__Records for the task__
----
//! Partitioned buffer with O(1) logical rotation.
//!
//! Provides a fixed-capacity buffer divided into equal-sized partitions with:
//! - Zero-copy partition views into a single contiguous allocation
//! - Rotation that remaps partition indices instead of moving elements
//! - Generic element type
//!
//! A buffer of 3 partitions of 5 samples owns 15 contiguous elements:
//!
//! ```text
//! partition 0 -> elements 0..5
//! partition 1 -> elements 5..10
//! partition 2 -> elements 10..15
//! ```
//!
//! After one [`rotate`](PartitionedRingBuffer::rotate) call, partition 0
//! addresses elements `5..10`, partition 1 addresses `10..15`, and partition 2
//! wraps around to `0..5`. No element moves; only the mapping advances.
//! Callers never track where a partition physically points.
//!
//! Intended for streaming pipelines (audio frame processing) where a producer
//! repeatedly fills "the next" partition while consumers read "the previous"
//! ones, with [`rotate`](PartitionedRingBuffer::rotate) advancing the roles
//! between frames.

#![deny(unsafe_code)]

use std::num::NonZero;

use derive_more::Debug;

/// Recommended maximum partition count. It is possible to create a buffer
/// with more partitions, but the rotation addressing is designed for small
/// partition counts (indices that fit in a byte).
pub const MAX_PARTITIONS: usize = 255;

/// Errors returned by partition operations.
#[derive(Debug, Clone, Copy, PartialEq, Eq)]
pub enum Error {
    /// Logical partition index at or beyond the partition count.
    BadPartitionIndex,
    /// Fill source whose length does not match the partition length.
    BadSourceLength,
}

impl std::fmt::Display for Error {
    fn fmt(&self, f: &mut std::fmt::Formatter<'_>) -> std::fmt::Result {
        match self {
            Self::BadPartitionIndex => write!(f, "bad partition index"),
            Self::BadSourceLength => write!(f, "bad source length"),
        }
    }
}

impl std::error::Error for Error {}

/// A fixed-capacity buffer split into equal-sized partitions with a rotating
/// logical-to-physical mapping.
///
/// The buffer tracks a single rotation counter and supports:
/// - [`fill_partition`](Self::fill_partition): bulk-copy one partition's
///   worth of elements into a logical slot
/// - [`partition`](Self::partition) / [`partition_mut`](Self::partition_mut):
///   borrow a logical slot as a slice, without copying
/// - [`partition_to_vec`](Self::partition_to_vec): copy a logical slot out
/// - [`rotate`](Self::rotate): advance the mapping by one partition in O(1),
///   leaving the stored elements where they are
///
/// There is no internal synchronization. Mutation requires `&mut self`, so a
/// pipeline sharing one buffer between a producer and consumers must
/// serialize access externally.
///
/// # Invariants
///
/// - the backing storage always holds exactly
///   `num_partitions * partition_len` elements
/// - the rotation counter stays in `0..num_partitions`
/// - the logical-to-physical mapping `(index + rotation) % num_partitions`
///   is a cyclic permutation, so distinct logical indices never share a slot
#[derive(Debug, Clone)]
pub struct PartitionedRingBuffer<T> {
    #[debug(skip)]
    data: Vec<T>,
    num_partitions: usize,
    partition_len: usize,
    /// Rotation steps applied so far, wrapped to `0..num_partitions`.
    shifts: usize,
}

impl<T: Clone + Default> PartitionedRingBuffer<T> {
    /// Creates a buffer of `num_partitions` partitions holding
    /// `partition_len` elements each, all default-initialized.
    ///
    /// Logs a warning if the partition count exceeds [`MAX_PARTITIONS`].
    pub fn new(num_partitions: NonZero<usize>, partition_len: NonZero<usize>) -> Self {
        let num_partitions = num_partitions.get();
        let partition_len = partition_len.get();
        if num_partitions > MAX_PARTITIONS {
            tracing::warn!(
                "PartitionedRingBuffer exceeds the recommended partition count. Partitions: {}",
                num_partitions
            );
        }
        Self {
            data: vec![T::default(); num_partitions * partition_len],
            num_partitions,
            partition_len,
            shifts: 0,
        }
    }

    /// Resets the buffer to its initial state, zeroing the rotation and
    /// default-filling every element. The dimensions are kept.
    pub fn clear(&mut self) {
        self.shifts = 0;
        self.data.fill(T::default());
    }
}

impl<T: Clone> PartitionedRingBuffer<T> {
    /// Copies `source` into the logical partition `index`.
    ///
    /// `source` must hold exactly [`partition_len`](Self::partition_len)
    /// elements. The copy is a plain linear `clone_from_slice` into the slot
    /// currently backing `index`; no allocation takes place.
    ///
    /// Returns [`Error::BadPartitionIndex`] if `index` is out of range and
    /// [`Error::BadSourceLength`] on a length mismatch. Nothing is written
    /// in either case.
    pub fn fill_partition(&mut self, index: usize, source: &[T]) -> Result<(), Error> {
        let start = self.partition_start(index)?;
        if source.len() != self.partition_len {
            return Err(Error::BadSourceLength);
        }
        self.data[start..start + self.partition_len].clone_from_slice(source);
        Ok(())
    }

    /// Copies the logical partition `index` into a freshly allocated `Vec`.
    ///
    /// This is the only operation that allocates after construction.
    ///
    /// Returns [`Error::BadPartitionIndex`] if `index` is out of range.
    pub fn partition_to_vec(&self, index: usize) -> Result<Vec<T>, Error> {
        self.partition(index).map(<[T]>::to_vec)
    }
}

impl<T> PartitionedRingBuffer<T> {
    /// Number of partitions.
    #[inline]
    pub fn num_partitions(&self) -> usize {
        self.num_partitions
    }

    /// Number of elements in each partition.
    #[inline]
    pub fn partition_len(&self) -> usize {
        self.partition_len
    }

    /// Total number of elements in the buffer,
    /// `num_partitions * partition_len`.
    #[inline]
    pub fn size(&self) -> usize {
        self.data.len()
    }

    /// Rotation steps currently applied, in `0..num_partitions`.
    #[inline]
    pub fn rotation(&self) -> usize {
        self.shifts
    }

    /// Advances the partition mapping by one slot, wrapping around.
    ///
    /// No data moves. After the call every logical index `i` addresses the
    /// slot previously addressed by `i + 1`, so the whole window slides
    /// forward at constant cost regardless of the buffer dimensions.
    #[inline]
    pub fn rotate(&mut self) {
        self.shifts = (self.shifts + 1) % self.num_partitions;
    }

    /// Applies `offset` rotation steps in a single call.
    ///
    /// Positive offsets advance the mapping like repeated
    /// [`rotate`](Self::rotate) calls; negative offsets undo them. The
    /// offset is reduced modulo the partition count, so any magnitude is
    /// valid.
    pub fn rotate_by(&mut self, offset: isize) {
        let partitions = self.num_partitions as isize;
        self.shifts = (self.shifts as isize + offset).rem_euclid(partitions) as usize;
    }

    /// Borrows the logical partition `index` as a read-only slice.
    ///
    /// The view is exactly [`partition_len`](Self::partition_len) contiguous
    /// elements of the slot currently backing `index`; no copy is made.
    ///
    /// Returns [`Error::BadPartitionIndex`] if `index` is out of range.
    #[inline]
    pub fn partition(&self, index: usize) -> Result<&[T], Error> {
        let start = self.partition_start(index)?;
        Ok(&self.data[start..start + self.partition_len])
    }

    /// Borrows the logical partition `index` as a mutable slice.
    ///
    /// Returns [`Error::BadPartitionIndex`] if `index` is out of range.
    #[inline]
    pub fn partition_mut(&mut self, index: usize) -> Result<&mut [T], Error> {
        let start = self.partition_start(index)?;
        Ok(&mut self.data[start..start + self.partition_len])
    }

    /// Raw access to the backing storage, in physical slot order.
    #[inline]
    pub fn data(&self) -> &[T] {
        &self.data
    }

    /// Mutable raw access to the backing storage.
    #[inline]
    pub fn data_mut(&mut self) -> &mut [T] {
        &mut self.data
    }

    /// Physical slot currently backing a logical index.
    #[inline]
    fn physical_index(&self, index: usize) -> usize {
        (index + self.shifts) % self.num_partitions
    }

    /// Start offset of the slot backing `index`, checked before any element
    /// is touched.
    fn partition_start(&self, index: usize) -> Result<usize, Error> {
        if index >= self.num_partitions {
            return Err(Error::BadPartitionIndex);
        }
        Ok(self.physical_index(index) * self.partition_len)
    }
}
//! Application services layer.

pub mod counts;
pub mod downloads;
pub mod error;
pub mod favorites;
pub mod flags;
pub mod jobs;
pub mod likes;
pub mod repos;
----
__What the task requires__
Reproduce verbatim only the segment of the listing bounded by the line containing "the buffer dimensions." and the line containing "fn partition_start(&self, index: usize)", with both boundary lines included.

__Answer area__
    /// forward at constant cost regardless of the buffer dimensions.
    #[inline]
    pub fn rotate(&mut self) {
        self.shifts = (self.shifts + 1) % self.num_partitions;
    }

    /// Applies `offset` rotation steps in a single call.
    ///
    /// Positive offsets advance the mapping like repeated
    /// [`rotate`](Self::rotate) calls; negative offsets undo them. The
    /// offset is reduced modulo the partition count, so any magnitude is
    /// valid.
    pub fn rotate_by(&mut self, offset: isize) {
        let partitions = self.num_partitions as isize;
        self.shifts = (self.shifts as isize + offset).rem_euclid(partitions) as usize;
    }

    /// Borrows the logical partition `index` as a read-only slice.
    ///
    /// The view is exactly [`partition_len`](Self::partition_len) contiguous
    /// elements of the slot currently backing `index`; no copy is made.
    ///
    /// Returns [`Error::BadPartitionIndex`] if `index` is out of range.
    #[inline]
    pub fn partition(&self, index: usize) -> Result<&[T], Error> {
        let start = self.partition_start(index)?;
        Ok(&self.data[start..start + self.partition_len])
    }

    /// Borrows the logical partition `index` as a mutable slice.
    ///
    /// Returns [`Error::BadPartitionIndex`] if `index` is out of range.
    #[inline]
    pub fn partition_mut(&mut self, index: usize) -> Result<&mut [T], Error> {
        let start = self.partition_start(index)?;
        Ok(&mut self.data[start..start + self.partition_len])
    }

    /// Raw access to the backing storage, in physical slot order.
    #[inline]
    pub fn data(&self) -> &[T] {
        &self.data
    }

    /// Mutable raw access to the backing storage.
    #[inline]
    pub fn data_mut(&mut self) -> &mut [T] {
        &mut self.data
    }

    /// Physical slot currently backing a logical index.
    #[inline]
    fn physical_index(&self, index: usize) -> usize {
        (index + self.shifts) % self.num_partitions
    }

    /// Start offset of the slot backing `index`, checked before any element
    /// is touched.
    fn partition_start(&self, index: usize) -> Result<usize, Error> {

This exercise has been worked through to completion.